EXERCISE ▸
All lines of the records below that contain the word "true" must be listed.

(Data records)
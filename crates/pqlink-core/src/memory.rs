//! Process and buffer hardening for seed material
//!
//! - [`disable_core_dumps`] sets `RLIMIT_CORE` to zero so a crash during
//!   derivation never writes a mnemonic or seed to disk.
//! - [`LockedBuffer`] keeps a heap buffer out of swap with `mlock()` and
//!   zeroizes it before unlocking on drop.
//!
//! Both are best-effort: containers and unprivileged users often cannot lock
//! memory, so failures are logged and the caller continues.

use std::sync::atomic::{AtomicBool, Ordering};
use zeroize::Zeroize;

static CORE_DUMPS_DISABLED: AtomicBool = AtomicBool::new(false);

/// Disable core dumps for the current process.
///
/// Idempotent; returns `true` once core dumps are off.
pub fn disable_core_dumps() -> bool {
    if CORE_DUMPS_DISABLED.swap(true, Ordering::SeqCst) {
        return true;
    }

    #[cfg(unix)]
    {
        unix::disable_core_dumps_impl()
    }

    #[cfg(not(unix))]
    {
        log::warn!("Core dump prevention not supported on this platform");
        false
    }
}

/// Heap buffer that is mlocked for its lifetime and zeroized on drop.
pub struct LockedBuffer {
    data: Vec<u8>,
    locked: bool,
}

impl LockedBuffer {
    /// Zero-filled buffer of `len` bytes.
    pub fn new(len: usize) -> Self {
        let data = vec![0u8; len];
        let locked = if data.is_empty() {
            true
        } else {
            lock_region(data.as_ptr(), data.len())
        };

        if !locked {
            log::warn!("Failed to mlock {} bytes; seed material may be swappable", len);
        }

        Self { data, locked }
    }

    /// Copy `bytes` into a fresh locked buffer.
    ///
    /// The source is not cleared; callers keep it in a `Zeroizing` or wipe
    /// it themselves.
    pub fn from_slice(bytes: &[u8]) -> Self {
        let mut buf = Self::new(bytes.len());
        buf.data.copy_from_slice(bytes);
        buf
    }

    pub fn as_slice(&self) -> &[u8] {
        &self.data
    }

    pub fn as_mut_slice(&mut self) -> &mut [u8] {
        &mut self.data
    }

    pub fn len(&self) -> usize {
        self.data.len()
    }

    pub fn is_empty(&self) -> bool {
        self.data.is_empty()
    }

    /// Whether `mlock` succeeded for this buffer.
    pub fn is_locked(&self) -> bool {
        self.locked
    }
}

impl Drop for LockedBuffer {
    fn drop(&mut self) {
        // Wipe while the pages are still pinned.
        self.data.as_mut_slice().zeroize();

        if self.locked && !self.data.is_empty() {
            unlock_region(self.data.as_ptr(), self.data.len());
        }
    }
}

fn lock_region(ptr: *const u8, len: usize) -> bool {
    #[cfg(unix)]
    {
        // SAFETY: ptr/len describe a live allocation owned by the caller.
        unsafe { unix::mlock_impl(ptr, len) }
    }

    #[cfg(not(unix))]
    {
        let _ = (ptr, len);
        false
    }
}

fn unlock_region(ptr: *const u8, len: usize) {
    #[cfg(unix)]
    {
        // SAFETY: called from Drop with the same region passed to lock_region.
        unsafe {
            unix::munlock_impl(ptr, len);
        }
    }

    #[cfg(not(unix))]
    {
        let _ = (ptr, len);
    }
}

#[cfg(unix)]
mod unix {
    pub fn disable_core_dumps_impl() -> bool {
        let rlim = libc::rlimit {
            rlim_cur: 0,
            rlim_max: 0,
        };
        // SAFETY: setrlimit(RLIMIT_CORE) with a valid rlimit struct.
        let result = unsafe { libc::setrlimit(libc::RLIMIT_CORE, &rlim) };
        if result != 0 {
            log::warn!(
                "Failed to disable core dumps: {}",
                std::io::Error::last_os_error()
            );
            return false;
        }
        true
    }

    pub unsafe fn mlock_impl(ptr: *const u8, len: usize) -> bool {
        if libc::mlock(ptr as *const libc::c_void, len) != 0 {
            log::debug!(
                "mlock({} bytes) failed: {}",
                len,
                std::io::Error::last_os_error()
            );
            return false;
        }
        true
    }

    pub unsafe fn munlock_impl(ptr: *const u8, len: usize) -> bool {
        libc::munlock(ptr as *const libc::c_void, len) == 0
    }
}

RESPONSE ▸
/// Idempotent; returns `true` once core dumps are off.
    if CORE_DUMPS_DISABLED.swap(true, Ordering::SeqCst) {
        return true;
            true
        true
        true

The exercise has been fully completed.